The state is looking at a student-based funding model. In this type of model, districts receive a base amount of funding per student. Additional funds are added to provide more supports for students with higher needs, like students with disabilities, rural students or economically disadvantaged students.

A new formula could be presented to the Tennessee General Assembly when it reconvenes in January and Gov. Bill Lee makes his budget proposal.
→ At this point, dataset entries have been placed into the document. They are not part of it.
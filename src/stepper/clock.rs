/// Communication time of the current epoch.
///
/// Times are seconds on the host's calendar axis. The clock only moves
/// forward by whole steps or back to the epoch start.
///
/// # Examples
///
/// ```
/// use cosim_bridge::stepper::clock::CommunicationClock;
///
/// let mut clock = CommunicationClock::default();
/// clock.begin_epoch(0.0, 1800.0, 600.0);
/// let mut times = Vec::new();
/// while !clock.reached_stop() {
///     times.push(clock.current());
///     clock.advance();
/// }
/// assert_eq!(times, vec![0.0, 600.0, 1200.0]);
/// ```
#[derive(Debug, Clone, Copy, Default, PartialEq)]
pub struct CommunicationClock {
    start: f64,
    stop: f64,
    current: f64,
    step: f64,
}

impl CommunicationClock {
    /// Starts a new epoch `[start, stop]` with communication step `step`.
    ///
    /// # Arguments
    ///
    /// * `start` - Epoch start time in seconds
    /// * `stop` - Epoch stop time in seconds
    /// * `step` - Communication step size in seconds
    pub fn begin_epoch(&mut self, start: f64, stop: f64, step: f64) {
        self.start = start;
        self.stop = stop;
        self.step = step;
        self.current = start;
    }

    /// Moves the communication time forward by one step.
    pub fn advance(&mut self) {
        self.current += self.step;
    }

    /// Moves the communication time back to the epoch start.
    pub fn reset(&mut self) {
        self.current = self.start;
    }

    /// Whether the communication time has reached the epoch stop.
    ///
    /// Half a step of tolerance absorbs rounding in the accumulated time.
    pub fn reached_stop(&self) -> bool {
        self.current >= self.stop - 0.5 * self.step
    }

    pub fn start(&self) -> f64 {
        self.start
    }

    pub fn stop(&self) -> f64 {
        self.stop
    }

    pub fn current(&self) -> f64 {
        self.current
    }

    pub fn step(&self) -> f64 {
        self.step
    }
}

#[cfg(test)]
mod tests {
    use super::*;

    #[test]
    fn begin_epoch_starts_at_start() {
        let mut clock = CommunicationClock::default();
        clock.begin_epoch(86_400.0, 172_800.0, 900.0);
        assert_eq!(clock.current(), 86_400.0);
        assert!(!clock.reached_stop());
    }

    #[test]
    fn advance_adds_one_step() {
        let mut clock = CommunicationClock::default();
        clock.begin_epoch(0.0, 3600.0, 600.0);
        clock.advance();
        clock.advance();
        assert_eq!(clock.current(), 1200.0);
    }

    #[test]
    fn reset_returns_exactly_to_start() {
        let mut clock = CommunicationClock::default();
        clock.begin_epoch(100.0, 400.0, 100.0);
        for _ in 0..3 {
            clock.advance();
        }
        assert!(clock.reached_stop());
        clock.reset();
        assert_eq!(clock.current(), clock.start());
    }

    #[test]
    fn fractional_steps_still_reach_stop() {
        let mut clock = CommunicationClock::default();
        clock.begin_epoch(0.0, 1.0, 0.1);
        let mut steps = 0;
        while !clock.reached_stop() {
            clock.advance();
            steps += 1;
        }
        assert_eq!(steps, 10);
    }
}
Subcommittees began meeting in October.

Schwinn said the formula was intended for public school funding — not vouchers or taking public education dollars to private schools.

Schwinn said, if approved, she would expect a transition period of 14 to 16 months.

School systems would be accountable for how funds are spent, with accountability measures and public transparency.

"A state formula should generate an amount of money that would allow the district to be successful, but the district should be able to decide how that money is spent to generate the outcomes we are expecting," Schwinn said.

She said a student-based funding model is different from "money follows kids."

"What we're talking about today is the formula, which is how money comes to our public school system — and we are talking about our public school system," Schwinn said.

The plan, if approved by the Tennessee General Assembly, would replace the Basic Education Program, a resource-based funding model first developed in 1992 to address inequities in school funding across the state following a lawsuit brought by 77 rural school districts in 1988.

But inequities still exist between large school systems and small rural schools.

"I want to be sure that what we worked so hard to avoid — that geography being destiny — is taken into consideration into whatever formula we have," said Deb Whittaker, a Jackson County educator. "We have to do the same thing that districts 10 times our size do, with one-tenth the people."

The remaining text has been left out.